Of 27,919 eligible patients on statin therapy, 2671 (9.6%) switched to ezetimibe/simvastatin therapy, 11,035 (39.5%) uptitrated statins, and 14,213 (50.9%) remained on the same statin monotherapy. LDL-C reduction from baseline and attainment of LDL-C <100 and <70 mg/dL were substantially greater for patients who switched to ezetimibe/simvastatin therapy (−24.0%, 81.2%, and 35.2%, respectively) than for patients who titrated (−9.6%, 68.0%, and 18.4%, respectively) or remained on initial statin therapy (4.9%, 72.2%, and 23.7%, respectively). The odds ratios for attainment of LDL-C <100 and <70 mg/dL were also higher for patients who switched than for patients who uptitrated and had no therapy change than for patients who titrated vs no therapy change.
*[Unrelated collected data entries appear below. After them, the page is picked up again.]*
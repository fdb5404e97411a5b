//! Data logging toolkit.

use crate::{common::*, tracking::TrackingRun, utils::RateCounter};
use async_std::{fs::File, io::BufWriter};

pub use logging_message::*;
pub use logging_worker::*;

mod logging_worker {
    use super::*;

    /// The data logging worker.
    ///
    /// It writes TensorBoard events and forwards parameters and evaluation
    /// metrics to the tracking server if a run is given.
    pub struct LoggingWorker {
        event_writer: EventWriter<BufWriter<File>>,
        tracking: Option<TrackingRun>,
        rate_counter: RateCounter,
        rx: broadcast::Receiver<LoggingMessage>,
    }

    impl LoggingWorker {
        /// Create a data logging worker.
        async fn new(
            logging_dir: &Path,
            tracking: Option<TrackingRun>,
            rx: broadcast::Receiver<LoggingMessage>,
        ) -> Result<Self> {
            let event_dir = logging_dir.join("events");
            let event_path_prefix = event_dir
                .join("xray-ae")
                .into_os_string()
                .into_string()
                .map_err(|path| format_err!("non-UTF-8 logging path {:?}", path))?;

            tokio::fs::create_dir_all(&event_dir).await?;

            let event_writer = EventWriterInit::default()
                .from_prefix_async(event_path_prefix, None)
                .await?;

            Ok(Self {
                event_writer,
                tracking,
                rate_counter: RateCounter::with_second_interval(),
                rx,
            })
        }

        /// Start the data logging worker.
        async fn start(mut self) -> Result<()> {
            loop {
                let LoggingMessage { tag, kind } = match self.rx.recv().await {
                    Ok(msg) => msg,
                    Err(broadcast::error::RecvError::Lagged(count)) => {
                        warn!("the logging worker skipped {} messages", count);
                        continue;
                    }
                    Err(broadcast::error::RecvError::Closed) => break,
                };
                self.rate_counter.add(1.0);

                match kind {
                    LoggingMessageKind::Params(msg) => {
                        self.log_params(msg).await;
                    }
                    LoggingMessageKind::TrainingStep(msg) => {
                        self.log_training_step(&tag, msg).await?;
                    }
                    LoggingMessageKind::Evaluation(msg) => {
                        self.log_evaluation(&tag, msg).await?;
                    }
                    LoggingMessageKind::Reconstruction(msg) => {
                        self.log_reconstruction(&tag, msg).await?;
                    }
                }

                if let Some(rate) = self.rate_counter.rate() {
                    debug!("processed {:.2} events/s", rate);
                }
            }

            if let Some(run) = &self.tracking {
                if let Err(err) = run.finish().await {
                    warn!("failed to finish the tracking run: {:#}", err);
                }
            }

            Ok(())
        }

        async fn log_params(&mut self, msg: ParamsLog) {
            let run = match &self.tracking {
                Some(run) => run,
                None => return,
            };

            for (key, value) in &msg.params {
                if let Err(err) = run.log_param(key, value).await {
                    warn!("failed to log parameter '{}': {:#}", key, err);
                }
            }
        }

        async fn log_training_step(&mut self, tag: &str, msg: TrainingStepLog) -> Result<()> {
            let TrainingStepLog { step, losses, .. } = msg;

            for (name, value) in losses {
                self.event_writer
                    .write_scalar_async(format!("{}/{}", tag, name), step as i64, value as f32)
                    .await?;
            }

            Ok(())
        }

        async fn log_evaluation(&mut self, tag: &str, msg: EvaluationLog) -> Result<()> {
            let EvaluationLog { epoch, metrics } = msg;
            let step = epoch as i64;

            for (name, value) in metrics.to_map() {
                let key = format!("{}/{}", tag, name);
                self.event_writer
                    .write_scalar_async(key.as_str(), step, value as f32)
                    .await?;

                if let Some(run) = &self.tracking {
                    if let Err(err) = run.log_metric(&key, value, step).await {
                        warn!("failed to log metric '{}': {:#}", key, err);
                    }
                }
            }

            Ok(())
        }

        async fn log_reconstruction(&mut self, tag: &str, msg: ReconstructionLog) -> Result<()> {
            let ReconstructionLog {
                epoch,
                input,
                output,
            } = msg;

            let images = tokio::task::spawn_blocking(move || {
                tch::no_grad(|| {
                    let images = Tensor::stack(&[input, output], 0).to_device(Device::Cpu);
                    (images.clamp(0.0, 1.0) * 255.0).to_kind(Kind::Uint8)
                })
            })
            .await?;

            self.event_writer
                .write_image_list_async(tag, epoch as i64, images)
                .await?;

            Ok(())
        }
    }

    /// Start the data logging worker.
    pub async fn logging_worker(
        logging_dir: PathBuf,
        tracking: Option<TrackingRun>,
        rx: broadcast::Receiver<LoggingMessage>,
    ) -> Result<impl Future<Output = Result<()>> + Send> {
        let worker = LoggingWorker::new(&logging_dir, tracking, rx).await?;
        Ok(tokio::task::spawn(worker.start()).map(|result| Fallible::Ok(result??)))
    }
}

mod logging_message {
    use super::*;

    /// The message type that is accepted by the logging worker.
    #[derive(Debug, TensorLike, Clone)]
    pub struct LoggingMessage {
        #[tensor_like(clone)]
        pub tag: Cow<'static, str>,
        pub kind: LoggingMessageKind,
    }

    impl LoggingMessage {
        pub fn new_params<S>(tag: S, params: IndexMap<String, String>) -> Self
        where
            S: Into<Cow<'static, str>>,
        {
            Self {
                tag: tag.into(),
                kind: LoggingMessageKind::Params(ParamsLog { params }),
            }
        }

        pub fn new_training_step<S>(
            tag: S,
            epoch: usize,
            step: usize,
            losses: IndexMap<&'static str, f64>,
        ) -> Self
        where
            S: Into<Cow<'static, str>>,
        {
            Self {
                tag: tag.into(),
                kind: LoggingMessageKind::TrainingStep(TrainingStepLog {
                    epoch,
                    step,
                    losses,
                }),
            }
        }

        pub fn new_evaluation<S>(tag: S, epoch: usize, metrics: EvaluationMetrics) -> Self
        where
            S: Into<Cow<'static, str>>,
        {
            Self {
                tag: tag.into(),
                kind: LoggingMessageKind::Evaluation(EvaluationLog { epoch, metrics }),
            }
        }

        pub fn new_reconstruction<S>(tag: S, epoch: usize, input: &Tensor, output: &Tensor) -> Self
        where
            S: Into<Cow<'static, str>>,
        {
            Self {
                tag: tag.into(),
                kind: LoggingMessageKind::Reconstruction(ReconstructionLog {
                    epoch,
                    input: input.shallow_clone(),
                    output: output.shallow_clone(),
                }),
            }
        }
    }

    #[derive(Debug, TensorLike)]
    pub enum LoggingMessageKind {
        Params(ParamsLog),
        TrainingStep(TrainingStepLog),
        Evaluation(EvaluationLog),
        Reconstruction(ReconstructionLog),
    }

    impl Clone for LoggingMessageKind {
        fn clone(&self) -> Self {
            self.shallow_clone()
        }
    }

    /// Run parameters reported once at start.
    #[derive(Debug, Clone, TensorLike)]
    pub struct ParamsLog {
        #[tensor_like(clone)]
        pub params: IndexMap<String, String>,
    }

    #[derive(Debug, Clone, TensorLike)]
    pub struct TrainingStepLog {
        #[tensor_like(copy)]
        pub epoch: usize,
        #[tensor_like(copy)]
        pub step: usize,
        #[tensor_like(clone)]
        pub losses: IndexMap<&'static str, f64>,
    }

    #[derive(Debug, Clone, TensorLike)]
    pub struct EvaluationLog {
        #[tensor_like(copy)]
        pub epoch: usize,
        #[tensor_like(copy)]
        pub metrics: EvaluationMetrics,
    }

    /// An input image and its reconstruction, both `[1, H, W]` in `[0, 1]`.
    #[derive(Debug, TensorLike)]
    pub struct ReconstructionLog {
        #[tensor_like(copy)]
        pub epoch: usize,
        pub input: Tensor,
        pub output: Tensor,
    }
}

#[cfg(test)]
mod tests {
    use super::*;
    use crate::tracking::{
        mock_server::{MockServer, Request},
        TrackingClient,
    };

    #[tokio::test]
    async fn write_events_without_tracking() -> Result<()> {
        let dir = tempfile::tempdir()?;
        let (tx, rx) = broadcast::channel(16);
        let worker = logging_worker(dir.path().to_owned(), None, rx).await?;

        let metrics = EvaluationMetrics {
            roc_auc: r64(0.75),
            mse: r64(0.01),
            f1_score: r64(0.5),
            threshold: r64(0.02),
        };
        let image = Tensor::rand(&[1, 8, 8], FLOAT_CPU);
        let send = |msg| {
            tx.send(msg)
                .map(|_| ())
                .map_err(|_| format_err!("failed to send message to logging worker"))
        };

        send(LoggingMessage::new_params(
            "params",
            IndexMap::from_iter([("lr".to_string(), "0.001".to_string())]),
        ))?;
        send(LoggingMessage::new_training_step(
            "train",
            1,
            1,
            IndexMap::from_iter([("total", 0.5)]),
        ))?;
        send(LoggingMessage::new_evaluation("validation", 1, metrics))?;
        send(LoggingMessage::new_reconstruction(
            "validation/reconstruction",
            1,
            &image,
            &image,
        ))?;
        drop(send);
        drop(tx);

        worker.await?;

        let num_event_files = std::fs::read_dir(dir.path().join("events"))?.count();
        assert_eq!(num_event_files, 1);
        Ok(())
    }

    #[tokio::test]
    async fn forward_params_and_metrics_to_tracking() -> Result<()> {
        let server = MockServer::start(true).await?;
        let run = TrackingClient::new(&server.uri)?
            .create_run("BaselineAutoencoder")
            .await?;

        let dir = tempfile::tempdir()?;
        let (tx, rx) = broadcast::channel(16);
        let worker = logging_worker(dir.path().to_owned(), Some(run), rx).await?;

        let metrics = EvaluationMetrics {
            roc_auc: r64(0.75),
            mse: r64(0.01),
            f1_score: r64(0.5),
            threshold: r64(0.02),
        };
        let params = IndexMap::from_iter([
            ("lr".to_string(), "0.001".to_string()),
            ("batch_size".to_string(), "8".to_string()),
        ]);
        tx.send(LoggingMessage::new_params("params", params))
            .map_err(|_| format_err!("failed to send message to logging worker"))?;
        tx.send(LoggingMessage::new_evaluation("validation", 3, metrics))
            .map_err(|_| format_err!("failed to send message to logging worker"))?;
        drop(tx);

        worker.await?;

        let requests = server.requests();
        let endpoint = |req: &Request| req.path.rsplit('/').next().unwrap_or_default().to_string();

        // get-by-name and runs/create precede the worker
        let logged: Vec<_> = requests[2..].iter().collect();
        let endpoints: Vec<_> = logged.iter().map(|req| endpoint(req)).collect();
        assert_eq!(
            endpoints,
            [
                "log-parameter",
                "log-parameter",
                "log-metric",
                "log-metric",
                "log-metric",
                "log-metric",
                "update",
            ]
        );

        assert_eq!(logged[0].body["key"], "lr");
        assert_eq!(logged[1].body["key"], "batch_size");
        let metric_keys: Vec<_> = logged[2..6]
            .iter()
            .map(|req| req.body["key"].as_str().unwrap_or_default().to_string())
            .collect();
        assert_eq!(
            metric_keys,
            [
                "validation/roc-auc",
                "validation/mse",
                "validation/f1-score",
                "validation/optimal mse threshold",
            ]
        );
        assert!(logged[2..6].iter().all(|req| req.body["step"] == 3));
        assert_eq!(logged[6].body["status"], "FINISHED");
        Ok(())
    }
}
Similarly, among a subgroup of patients not at LDL-C <100 mg/dL on baseline therapy, attainment of LDL-C <100 and <70 mg/dL was greater for patients who switched than for statin uptitration vs no change, as well as for patients who uptritrated statins vs no therapy change.

Conclusion

In this study, LDL-C lowering and goal attainment rates improved substantially for patients with high-risk CHD on statin monotherapy who switched to combination ezetimibe/statin or uptitrated their statin therapies; however, approximately one-third of these patients still did not attain the optional recommended LDL-C goal of <70 mg/dL. Moreover, these higher efficacy lipid-lowering therapies were infrequently prescribed, indicating the need for further assessment of barriers to LDL-C goal attainment in actual practice settings.